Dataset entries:
▼

#[derive(Debug, thiserror::Error)]
pub enum Error {
    #[error(transparent)]
    IO(#[from] std::io::Error),
    #[error(transparent)]
    YAML(#[from] serde_yaml::Error),
    #[error(transparent)]
    AhoCorasick(#[from] aho_corasick::BuildError),
    #[error("rule source is missing the `{0}` section")]
    MissingSection(&'static str),
    /// A descriptor with neither a usable `regex` nor a `name` list.
    #[error("{section}[{index}] has neither a regex nor a name list: {descriptor}")]
    InvalidRule {
        section: &'static str,
        index: usize,
        descriptor: String,
    },
    #[error("{section}[{index}] has an invalid regex")]
    Pattern {
        section: &'static str,
        index: usize,
        #[source]
        source: fancy_regex::Error,
    },
}

pub type Result<T> = std::result::Result<T, Error>;
use std::io::Read;
use std::path::Path;

use serde::Deserialize;

use crate::error::Result;

/// Rule file shipped with the crate, used by [`RuleSet::bundled`].
pub const BUNDLED_RULES: &str = include_str!("../regexes/regexes.yaml");

// ---------------------------------------------------------------------------
// Rule set  (ua-parser `regexes.yaml` layout)
// ---------------------------------------------------------------------------

/// Parsed rule source: three ordered rule lists plus the mobile family sets.
///
/// Sections are optional at this level so that a missing section can be
/// reported by name when the parser is built.
#[derive(Debug, Clone, Default, Deserialize)]
pub struct RuleSet {
    pub user_agent_parsers: Option<Vec<RuleDescriptor>>,
    pub os_parsers: Option<Vec<RuleDescriptor>>,
    pub device_parsers: Option<Vec<RuleDescriptor>>,
    #[serde(default)]
    pub mobile_user_agent_families: Vec<String>,
    #[serde(default)]
    pub mobile_os_families: Vec<String>,
}

impl RuleSet {
    pub fn bundled() -> Result<Self> {
        Self::from_yaml_str(BUNDLED_RULES)
    }

    pub fn from_yaml_str(yaml: &str) -> Result<Self> {
        Ok(serde_yaml::from_str(yaml)?)
    }

    pub fn from_reader(reader: impl Read) -> Result<Self> {
        Ok(serde_yaml::from_reader(reader)?)
    }

    pub fn from_path(path: impl AsRef<Path>) -> Result<Self> {
        let content = std::fs::read_to_string(path.as_ref())?;
        Self::from_yaml_str(&content)
    }
}

// ---------------------------------------------------------------------------
// Rule descriptor  (one entry of any section)
// ---------------------------------------------------------------------------

/// One declarative matching directive, as supplied by the rule source.
///
/// A descriptor with a `regex` is a pattern rule; otherwise a `name` list makes
/// it a literal rule. OS and device sections spell the replacement keys
/// differently (`os_replacement`, `device_replacement`, ...); they all land in
/// the same fields.
#[derive(Debug, Clone, Default, PartialEq, Eq, Deserialize)]
pub struct RuleDescriptor {
    #[serde(default)]
    pub regex: Option<String>,
    /// `"i"` makes the regex case-insensitive.
    #[serde(default)]
    pub regex_flag: Option<String>,
    /// Pipe-delimited literal names.
    #[serde(default)]
    pub name: Option<String>,
    /// Comma-delimited literals that must all be present.
    #[serde(default)]
    pub require: Option<String>,
    /// Comma-delimited literals that must all be absent.
    #[serde(default)]
    pub exclude: Option<String>,
    #[serde(default)]
    pub version_sep: Option<String>,
    #[serde(default, alias = "os_replacement", alias = "device_replacement")]
    pub family_replacement: Option<String>,
    #[serde(default, alias = "os_v1_replacement")]
    pub v1_replacement: Option<String>,
    #[serde(default, alias = "os_v2_replacement")]
    pub v2_replacement: Option<String>,
    #[serde(default, alias = "os_v3_replacement")]
    pub v3_replacement: Option<String>,
    #[serde(default, alias = "os_v4_replacement")]
    pub v4_replacement: Option<String>,
    #[serde(default)]
    pub brand_replacement: Option<String>,
    #[serde(default)]
    pub model_replacement: Option<String>,
}

impl RuleDescriptor {
    pub fn pattern(regex: impl Into<String>) -> Self {
        Self {
            regex: Some(regex.into()),
            ..Self::default()
        }
    }

    pub fn literal(names: impl Into<String>) -> Self {
        Self {
            name: Some(names.into()),
            ..Self::default()
        }
    }

    pub fn with_family(mut self, family: impl Into<String>) -> Self {
        self.family_replacement = Some(family.into());
        self
    }

    pub fn with_versions(mut self, v1: Option<&str>, v2: Option<&str>) -> Self {
        self.v1_replacement = v1.map(str::to_owned);
        self.v2_replacement = v2.map(str::to_owned);
        self
    }

    pub fn with_require(mut self, require: impl Into<String>) -> Self {
        self.require = Some(require.into());
        self
    }

    pub fn with_exclude(mut self, exclude: impl Into<String>) -> Self {
        self.exclude = Some(exclude.into());
        self
    }

    pub fn with_version_sep(mut self, sep: impl Into<String>) -> Self {
        self.version_sep = Some(sep.into());
        self
    }
}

▲

» **ACTIVITY**: Would you filter the entries above and keep each line that has the word "Clone"?

» **EXERCISE RESPONSE**:
#[derive(Debug, Clone, Default, Deserialize)]
#[derive(Debug, Clone, Default, PartialEq, Eq, Deserialize)]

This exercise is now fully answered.